* TASK PROMPT *
Go line by line through the entries and show those that hold the string "dropped".

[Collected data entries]
------------------------------------------------------------------------

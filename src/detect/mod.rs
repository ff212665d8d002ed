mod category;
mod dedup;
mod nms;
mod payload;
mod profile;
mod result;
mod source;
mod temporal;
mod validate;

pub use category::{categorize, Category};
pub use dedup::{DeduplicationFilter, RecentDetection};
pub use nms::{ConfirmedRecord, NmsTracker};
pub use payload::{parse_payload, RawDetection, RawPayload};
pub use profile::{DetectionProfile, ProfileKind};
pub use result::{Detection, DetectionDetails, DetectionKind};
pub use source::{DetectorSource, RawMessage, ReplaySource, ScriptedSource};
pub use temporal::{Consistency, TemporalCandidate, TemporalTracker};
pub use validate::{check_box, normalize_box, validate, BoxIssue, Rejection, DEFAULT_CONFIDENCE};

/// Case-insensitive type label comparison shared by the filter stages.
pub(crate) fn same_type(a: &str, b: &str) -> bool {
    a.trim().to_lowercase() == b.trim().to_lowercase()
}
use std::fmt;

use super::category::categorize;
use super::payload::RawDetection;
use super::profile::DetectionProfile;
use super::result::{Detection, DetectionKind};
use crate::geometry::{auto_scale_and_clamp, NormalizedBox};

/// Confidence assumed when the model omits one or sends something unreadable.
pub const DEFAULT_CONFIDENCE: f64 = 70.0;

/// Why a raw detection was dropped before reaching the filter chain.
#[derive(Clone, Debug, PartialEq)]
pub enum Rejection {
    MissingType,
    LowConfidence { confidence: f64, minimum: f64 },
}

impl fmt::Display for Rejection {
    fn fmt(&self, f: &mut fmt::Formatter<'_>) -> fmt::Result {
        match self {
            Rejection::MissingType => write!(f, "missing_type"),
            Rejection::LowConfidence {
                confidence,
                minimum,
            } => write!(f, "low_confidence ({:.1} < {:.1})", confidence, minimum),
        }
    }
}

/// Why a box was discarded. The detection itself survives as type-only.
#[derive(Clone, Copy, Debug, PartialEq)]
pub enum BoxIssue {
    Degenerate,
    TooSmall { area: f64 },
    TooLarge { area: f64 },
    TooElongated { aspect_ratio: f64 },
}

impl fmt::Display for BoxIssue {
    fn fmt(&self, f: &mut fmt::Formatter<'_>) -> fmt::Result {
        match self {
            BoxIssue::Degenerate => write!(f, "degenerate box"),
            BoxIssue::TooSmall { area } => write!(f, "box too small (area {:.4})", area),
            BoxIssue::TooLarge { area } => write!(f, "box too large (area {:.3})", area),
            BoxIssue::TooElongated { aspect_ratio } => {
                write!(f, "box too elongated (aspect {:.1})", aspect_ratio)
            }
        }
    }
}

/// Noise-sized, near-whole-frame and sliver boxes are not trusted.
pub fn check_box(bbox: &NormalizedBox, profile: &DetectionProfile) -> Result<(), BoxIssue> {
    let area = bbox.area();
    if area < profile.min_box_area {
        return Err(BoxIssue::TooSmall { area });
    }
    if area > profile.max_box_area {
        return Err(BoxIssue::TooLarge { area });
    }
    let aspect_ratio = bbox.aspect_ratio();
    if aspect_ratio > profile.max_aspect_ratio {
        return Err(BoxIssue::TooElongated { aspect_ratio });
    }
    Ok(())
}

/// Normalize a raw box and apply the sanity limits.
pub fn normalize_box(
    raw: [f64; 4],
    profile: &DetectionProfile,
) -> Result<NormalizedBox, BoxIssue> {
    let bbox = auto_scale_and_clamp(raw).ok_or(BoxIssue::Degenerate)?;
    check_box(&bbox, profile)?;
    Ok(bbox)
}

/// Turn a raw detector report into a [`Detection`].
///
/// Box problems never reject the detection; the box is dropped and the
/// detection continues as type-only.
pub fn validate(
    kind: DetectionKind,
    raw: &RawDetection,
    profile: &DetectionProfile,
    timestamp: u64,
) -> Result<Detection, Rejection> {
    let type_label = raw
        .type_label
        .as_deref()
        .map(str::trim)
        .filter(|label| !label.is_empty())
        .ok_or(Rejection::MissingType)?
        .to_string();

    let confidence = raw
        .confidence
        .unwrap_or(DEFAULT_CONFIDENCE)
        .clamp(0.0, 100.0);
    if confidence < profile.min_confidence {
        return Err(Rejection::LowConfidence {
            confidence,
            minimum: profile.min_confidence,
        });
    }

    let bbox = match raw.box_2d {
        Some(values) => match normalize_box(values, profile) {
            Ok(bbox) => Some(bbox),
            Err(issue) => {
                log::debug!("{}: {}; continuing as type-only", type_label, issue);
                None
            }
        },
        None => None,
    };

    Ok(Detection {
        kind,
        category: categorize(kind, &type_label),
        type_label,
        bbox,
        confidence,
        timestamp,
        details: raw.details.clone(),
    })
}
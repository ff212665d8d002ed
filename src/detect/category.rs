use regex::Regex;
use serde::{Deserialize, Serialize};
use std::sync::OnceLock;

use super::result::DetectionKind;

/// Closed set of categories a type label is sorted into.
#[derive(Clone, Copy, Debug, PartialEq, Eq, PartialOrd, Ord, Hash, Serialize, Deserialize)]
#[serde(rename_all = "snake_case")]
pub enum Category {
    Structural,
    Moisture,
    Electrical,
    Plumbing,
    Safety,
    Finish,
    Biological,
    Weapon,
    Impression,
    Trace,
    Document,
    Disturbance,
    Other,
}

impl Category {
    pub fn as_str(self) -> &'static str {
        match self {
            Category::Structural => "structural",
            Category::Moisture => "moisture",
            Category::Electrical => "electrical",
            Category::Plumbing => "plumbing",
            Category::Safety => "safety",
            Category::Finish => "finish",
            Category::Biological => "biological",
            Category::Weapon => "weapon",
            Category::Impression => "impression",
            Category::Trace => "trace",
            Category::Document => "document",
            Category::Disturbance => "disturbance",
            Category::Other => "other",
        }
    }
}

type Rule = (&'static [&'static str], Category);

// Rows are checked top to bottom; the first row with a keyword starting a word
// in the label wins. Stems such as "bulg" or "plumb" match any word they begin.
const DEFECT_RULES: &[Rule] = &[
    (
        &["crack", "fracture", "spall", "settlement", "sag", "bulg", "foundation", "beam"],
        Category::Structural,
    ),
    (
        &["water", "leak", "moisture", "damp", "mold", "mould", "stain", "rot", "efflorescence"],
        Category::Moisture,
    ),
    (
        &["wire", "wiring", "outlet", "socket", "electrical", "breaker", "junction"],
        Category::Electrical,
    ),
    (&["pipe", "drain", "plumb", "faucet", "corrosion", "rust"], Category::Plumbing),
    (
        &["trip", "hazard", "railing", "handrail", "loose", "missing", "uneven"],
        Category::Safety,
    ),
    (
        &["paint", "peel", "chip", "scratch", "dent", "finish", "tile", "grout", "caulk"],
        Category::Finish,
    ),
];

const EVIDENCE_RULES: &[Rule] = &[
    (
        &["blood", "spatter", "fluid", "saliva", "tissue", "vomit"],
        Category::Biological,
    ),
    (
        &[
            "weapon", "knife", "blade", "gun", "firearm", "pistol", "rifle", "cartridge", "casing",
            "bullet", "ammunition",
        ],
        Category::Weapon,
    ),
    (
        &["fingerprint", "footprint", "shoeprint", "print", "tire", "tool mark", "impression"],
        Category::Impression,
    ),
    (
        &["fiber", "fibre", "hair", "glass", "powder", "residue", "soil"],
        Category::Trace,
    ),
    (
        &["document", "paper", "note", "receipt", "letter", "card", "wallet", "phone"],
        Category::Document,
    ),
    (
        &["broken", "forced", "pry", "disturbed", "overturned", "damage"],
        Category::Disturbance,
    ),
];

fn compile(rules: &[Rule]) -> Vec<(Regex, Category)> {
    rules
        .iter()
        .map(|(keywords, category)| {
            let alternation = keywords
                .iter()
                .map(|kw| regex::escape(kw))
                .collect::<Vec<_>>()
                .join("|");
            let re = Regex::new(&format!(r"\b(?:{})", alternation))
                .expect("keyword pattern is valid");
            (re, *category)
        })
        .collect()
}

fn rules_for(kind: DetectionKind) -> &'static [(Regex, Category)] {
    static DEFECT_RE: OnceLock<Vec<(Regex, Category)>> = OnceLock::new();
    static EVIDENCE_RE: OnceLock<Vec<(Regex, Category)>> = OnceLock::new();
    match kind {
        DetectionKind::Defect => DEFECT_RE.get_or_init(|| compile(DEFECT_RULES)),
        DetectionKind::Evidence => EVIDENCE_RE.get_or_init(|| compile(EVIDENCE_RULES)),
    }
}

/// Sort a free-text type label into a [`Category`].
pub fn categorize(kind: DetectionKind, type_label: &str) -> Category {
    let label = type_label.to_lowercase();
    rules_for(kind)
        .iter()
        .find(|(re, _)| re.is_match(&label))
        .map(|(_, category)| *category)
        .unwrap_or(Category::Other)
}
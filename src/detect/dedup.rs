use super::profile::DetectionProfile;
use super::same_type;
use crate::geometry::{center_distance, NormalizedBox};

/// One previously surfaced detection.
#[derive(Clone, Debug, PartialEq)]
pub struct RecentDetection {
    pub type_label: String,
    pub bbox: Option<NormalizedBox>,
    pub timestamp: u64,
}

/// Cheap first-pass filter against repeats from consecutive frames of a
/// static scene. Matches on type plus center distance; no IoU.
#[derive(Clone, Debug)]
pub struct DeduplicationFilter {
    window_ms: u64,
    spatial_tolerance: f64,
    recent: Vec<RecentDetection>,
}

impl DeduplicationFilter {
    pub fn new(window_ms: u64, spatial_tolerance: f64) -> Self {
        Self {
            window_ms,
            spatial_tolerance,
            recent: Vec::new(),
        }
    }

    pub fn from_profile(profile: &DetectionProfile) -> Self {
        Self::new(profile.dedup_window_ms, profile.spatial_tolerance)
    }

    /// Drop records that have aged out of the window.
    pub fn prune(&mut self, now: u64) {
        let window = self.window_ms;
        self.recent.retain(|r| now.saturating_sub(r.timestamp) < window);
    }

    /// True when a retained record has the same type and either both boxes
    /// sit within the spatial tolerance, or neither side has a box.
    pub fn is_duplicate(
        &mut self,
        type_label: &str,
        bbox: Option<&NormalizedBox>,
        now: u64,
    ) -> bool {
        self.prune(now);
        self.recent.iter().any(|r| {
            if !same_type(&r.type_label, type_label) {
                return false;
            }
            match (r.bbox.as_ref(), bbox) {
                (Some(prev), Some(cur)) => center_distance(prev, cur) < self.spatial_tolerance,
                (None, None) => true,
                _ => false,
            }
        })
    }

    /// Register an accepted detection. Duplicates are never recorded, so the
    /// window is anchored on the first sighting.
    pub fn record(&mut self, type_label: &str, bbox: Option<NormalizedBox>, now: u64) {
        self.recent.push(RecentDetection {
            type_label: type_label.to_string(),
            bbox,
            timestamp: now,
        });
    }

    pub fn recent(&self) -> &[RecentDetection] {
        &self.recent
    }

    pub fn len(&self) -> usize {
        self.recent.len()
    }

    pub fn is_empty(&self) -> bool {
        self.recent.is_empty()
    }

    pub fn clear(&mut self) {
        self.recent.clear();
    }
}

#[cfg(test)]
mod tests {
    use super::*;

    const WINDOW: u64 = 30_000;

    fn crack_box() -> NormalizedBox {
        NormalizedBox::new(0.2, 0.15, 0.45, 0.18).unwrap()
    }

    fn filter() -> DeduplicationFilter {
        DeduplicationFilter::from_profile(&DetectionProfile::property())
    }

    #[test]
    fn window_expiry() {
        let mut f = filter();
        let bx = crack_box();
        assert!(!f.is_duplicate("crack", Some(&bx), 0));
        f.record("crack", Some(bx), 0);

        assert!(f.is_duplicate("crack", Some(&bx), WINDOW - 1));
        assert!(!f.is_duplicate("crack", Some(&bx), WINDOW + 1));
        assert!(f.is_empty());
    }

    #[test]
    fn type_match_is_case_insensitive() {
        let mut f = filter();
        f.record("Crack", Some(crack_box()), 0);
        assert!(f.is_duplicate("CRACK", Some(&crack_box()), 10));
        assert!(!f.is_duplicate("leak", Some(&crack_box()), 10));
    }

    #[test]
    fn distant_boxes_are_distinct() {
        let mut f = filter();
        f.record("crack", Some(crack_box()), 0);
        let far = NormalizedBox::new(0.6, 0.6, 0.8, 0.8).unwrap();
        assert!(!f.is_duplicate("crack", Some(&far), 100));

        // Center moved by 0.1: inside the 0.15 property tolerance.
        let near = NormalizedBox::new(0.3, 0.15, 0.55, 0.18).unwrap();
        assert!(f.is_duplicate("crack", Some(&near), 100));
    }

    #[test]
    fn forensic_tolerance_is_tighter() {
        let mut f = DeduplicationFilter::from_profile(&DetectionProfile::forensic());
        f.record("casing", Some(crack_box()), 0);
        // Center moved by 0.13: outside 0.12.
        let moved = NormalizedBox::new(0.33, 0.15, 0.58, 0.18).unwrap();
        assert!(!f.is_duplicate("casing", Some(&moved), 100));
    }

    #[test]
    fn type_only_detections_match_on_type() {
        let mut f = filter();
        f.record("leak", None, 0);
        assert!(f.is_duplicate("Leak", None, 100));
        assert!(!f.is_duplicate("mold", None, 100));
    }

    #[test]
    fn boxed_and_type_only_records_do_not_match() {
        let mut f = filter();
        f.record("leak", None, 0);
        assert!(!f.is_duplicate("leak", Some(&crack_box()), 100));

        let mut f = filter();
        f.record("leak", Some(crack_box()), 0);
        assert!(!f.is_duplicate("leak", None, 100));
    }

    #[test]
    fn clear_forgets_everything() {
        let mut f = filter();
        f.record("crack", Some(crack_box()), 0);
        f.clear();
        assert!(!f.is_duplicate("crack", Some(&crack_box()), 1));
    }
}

------------------------------------------------------------------------

* ANSWER TO THIS TASK *
/// Why a raw detection was dropped before reaching the filter chain.
/// Box problems never reject the detection; the box is dropped and the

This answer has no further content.